オブジェクト指向の設計では、一度作成されたシステム(クラス)は再利用可能であるべきだと考えられています。 Objective-C で正しく設計されたクラスは、簡単にその機能を拡張することができるのです。 それも、自分が作ったクラスでも、他人が作ったクラスでも関係なく利用することができます。
私たちは、これまでルートクラスの Object クラスを継承してきましたが、私たちが独自に作成したクラスを、さらに異なるクラスに継承させることもできるのです。 クラスを継承するとき、新しく生成されるクラスをサブクラスと呼び、継承元のクラスをスーパークラスと呼びます。

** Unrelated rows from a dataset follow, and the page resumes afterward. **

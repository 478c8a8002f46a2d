//! Engine configuration.

use serde::{Deserialize, Serialize};
use wayfarer_adapters::plugins::algorithms::Heuristic;
use wayfarer_core::text::DEFAULT_MAX_DISTANCE;

/// Default upper bound on `k` for k-shortest-path queries.
pub const DEFAULT_MAX_PATHS: usize = 64;

/// Configuration for a [`PathEngine`](crate::PathEngine).
///
/// Every field has a default, so a partial JSON document deserializes into
/// a complete configuration.
///
/// # Examples
///
/// ```
/// use wayfarer_engine::Config;
/// use wayfarer_adapters::plugins::algorithms::Heuristic;
///
/// let config = Config::default()
///     .with_heuristic(Heuristic::Manhattan)
///     .with_max_paths(8);
/// assert_eq!(config.max_paths, 8);
/// assert!(!config.case_sensitive);
/// ```
#[derive(Debug, Clone, PartialEq, Eq, Serialize, Deserialize)]
#[serde(default)]
pub struct Config {
    /// Heuristic used by A* when the caller does not pick one.
    pub heuristic: Heuristic,

    /// Largest `k` accepted by k-shortest-path queries.
    pub max_paths: usize,

    /// Per-token edit budget for fuzzy matching.
    pub fuzzy_max_distance: usize,

    /// Whether text comparisons are case-sensitive.
    pub case_sensitive: bool,

    /// Whether batch searches run on the rayon thread pool.
    pub parallel_batches: bool,
}

impl Default for Config {
    fn default() -> Self {
        Self {
            heuristic: Heuristic::Euclidean,
            max_paths: DEFAULT_MAX_PATHS,
            fuzzy_max_distance: DEFAULT_MAX_DISTANCE,
            case_sensitive: false,
            parallel_batches: true,
        }
    }
}

impl Config {
    /// Sets the default A* heuristic.
    #[must_use]
    pub fn with_heuristic(mut self, heuristic: Heuristic) -> Self {
        self.heuristic = heuristic;
        self
    }

    /// Sets the default A* heuristic by name.
    ///
    /// Unrecognized names select the Euclidean heuristic.
    #[must_use]
    pub fn with_heuristic_name(self, name: &str) -> Self {
        self.with_heuristic(Heuristic::from_name(name))
    }

    /// Sets the largest `k` accepted by k-shortest-path queries.
    #[must_use]
    pub fn with_max_paths(mut self, max_paths: usize) -> Self {
        self.max_paths = max_paths;
        self
    }

    /// Sets the per-token edit budget for fuzzy matching.
    #[must_use]
    pub fn with_fuzzy_max_distance(mut self, distance: usize) -> Self {
        self.fuzzy_max_distance = distance;
        self
    }

    /// Enables or disables case-sensitive text comparison.
    #[must_use]
    pub fn with_case_sensitive(mut self, enabled: bool) -> Self {
        self.case_sensitive = enabled;
        self
    }

    /// Enables or disables parallel batch searches.
    #[must_use]
    pub fn with_parallel_batches(mut self, enabled: bool) -> Self {
        self.parallel_batches = enabled;
        self
    }
}
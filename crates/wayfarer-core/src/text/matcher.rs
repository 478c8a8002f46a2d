//! Text matching with stored options.

use super::fuzzy::{self, TextMatch};
use super::pattern;

/// Default edit budget for per-token fuzzy matching.
pub const DEFAULT_MAX_DISTANCE: usize = 2;

/// Bundles case sensitivity and the fuzzy edit budget so callers ranking
/// many candidates against one query don't repeat them.
///
/// # Example
///
/// ```
/// use wayfarer_core::TextMatcher;
///
/// let matcher = TextMatcher::new().with_max_distance(1);
/// assert!(matcher.fuzzy_match("hello world", "hallo"));
/// assert_eq!(matcher.relevance("Berlin", "berlin"), 1.0);
/// ```
#[derive(Debug, Clone, Copy, PartialEq, Eq)]
pub struct TextMatcher {
    case_sensitive: bool,
    max_distance: usize,
}

impl TextMatcher {
    /// Creates a case-insensitive matcher with [`DEFAULT_MAX_DISTANCE`].
    #[must_use]
    pub const fn new() -> Self {
        Self {
            case_sensitive: false,
            max_distance: DEFAULT_MAX_DISTANCE,
        }
    }

    /// Sets case sensitivity.
    #[must_use]
    pub const fn with_case_sensitive(mut self, case_sensitive: bool) -> Self {
        self.case_sensitive = case_sensitive;
        self
    }

    /// Sets the per-token edit budget for [`TextMatcher::fuzzy_match`].
    #[must_use]
    pub const fn with_max_distance(mut self, max_distance: usize) -> Self {
        self.max_distance = max_distance;
        self
    }

    /// Returns true if comparisons are case-sensitive.
    #[must_use]
    pub const fn case_sensitive(&self) -> bool {
        self.case_sensitive
    }

    /// Returns the per-token edit budget.
    #[must_use]
    pub const fn max_distance(&self) -> usize {
        self.max_distance
    }

    /// See [`fuzzy::fuzzy_match`].
    #[must_use]
    pub fn fuzzy_match(&self, text: &str, query: &str) -> bool {
        fuzzy::fuzzy_match(text, query, self.max_distance, self.case_sensitive)
    }

    /// See [`fuzzy::relevance`].
    #[must_use]
    pub fn relevance(&self, text: &str, query: &str) -> f64 {
        fuzzy::relevance(text, query, self.case_sensitive)
    }

    /// See [`fuzzy::find_match`].
    #[must_use]
    pub fn find_match(&self, text: &str, query: &str) -> Option<TextMatch> {
        fuzzy::find_match(text, query, self.case_sensitive)
    }

    /// See [`pattern::regex_match`].
    #[must_use]
    pub fn regex_match(&self, text: &str, pattern: &str) -> bool {
        pattern::regex_match(text, pattern, self.case_sensitive)
    }

    /// See [`pattern::find_regex_match`].
    #[must_use]
    pub fn find_regex_match(&self, text: &str, pattern: &str) -> Option<TextMatch> {
        pattern::find_regex_match(text, pattern, self.case_sensitive)
    }
}

impl Default for TextMatcher {
    fn default() -> Self {
        Self::new()
    }
}

#[cfg(test)]
mod tests {
    use super::*;

    #[test]
    fn test_matcher_defaults() {
        let matcher = TextMatcher::default();
        assert!(!matcher.case_sensitive());
        assert_eq!(matcher.max_distance(), DEFAULT_MAX_DISTANCE);
    }

    #[test]
    fn test_matcher_applies_options() {
        let strict = TextMatcher::new()
            .with_case_sensitive(true)
            .with_max_distance(0);

        assert!(!strict.fuzzy_match("Hello World", "hallo"));
        assert!(strict.find_match("Hello World", "world").is_none());
        assert!(!strict.regex_match("Hello", "hello"));

        let loose = TextMatcher::new().with_max_distance(1);
        assert!(loose.fuzzy_match("Hello World", "hallo"));
        assert_eq!(loose.find_match("Hello World", "world").map(|m| m.position), Some(6));
        assert_eq!(loose.find_regex_match("Hello", "L+").map(|m| m.length), Some(2));
    }
}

サブクラスはスーパークラスの機能をそのまま引き継ぐため、スーパークラスで定義されているメソッドを利用することができます。 これに加えて、必要な機能をさらに追加することがサブクラスの役割です。
#import <stdio.h>
#import <objc/Object.h>
@interface SuperClass : Object
- (void)methodA;
@end
@interface SubClass : SuperClass
-(void)methodB;
@end
@implementation SuperClass
- (void)methodA {
printf("SuperClass.methodA\n");
}
@end
@implementation SubClass
- (void)methodB {
printf("SubClass.methodB\n");
}
@end
int main() {
id obj = [SubClass alloc];
[obj methodA];
[obj methodB];
return 0;
}
このプログラムで定義している SubClass クラスは SuperClass クラスを継承しています。 このとき、SubClass は SuperClass のサブクラスであり、SuperClass は SubClass のスーパークラスであると表現することができます。 SubClass は SuperClass の機能を継承しているため、SubClass のインスタンスは SuperClass の機能をそのまま利用することができます。
このプログラムでは、SuperClass で methodA メソッドを、SubClass で methodB を宣言しています。 SubClass が methodB を利用できるのは当然ですが、main() メソッドのコードを見て確認できるように、SubClass のインスタンスはスーパークラスの SuperClass で宣言されている methodA を呼び出すこともできるのです。
クラスのインスタンスを作成するための alloc メソッドは宣言せずに呼び出すことができましたが、これも Object ルートクラスを継承していたから利用できたのです。 事実 Object ルートクラスを継承しなければ alloc メソッドを利用することはできません。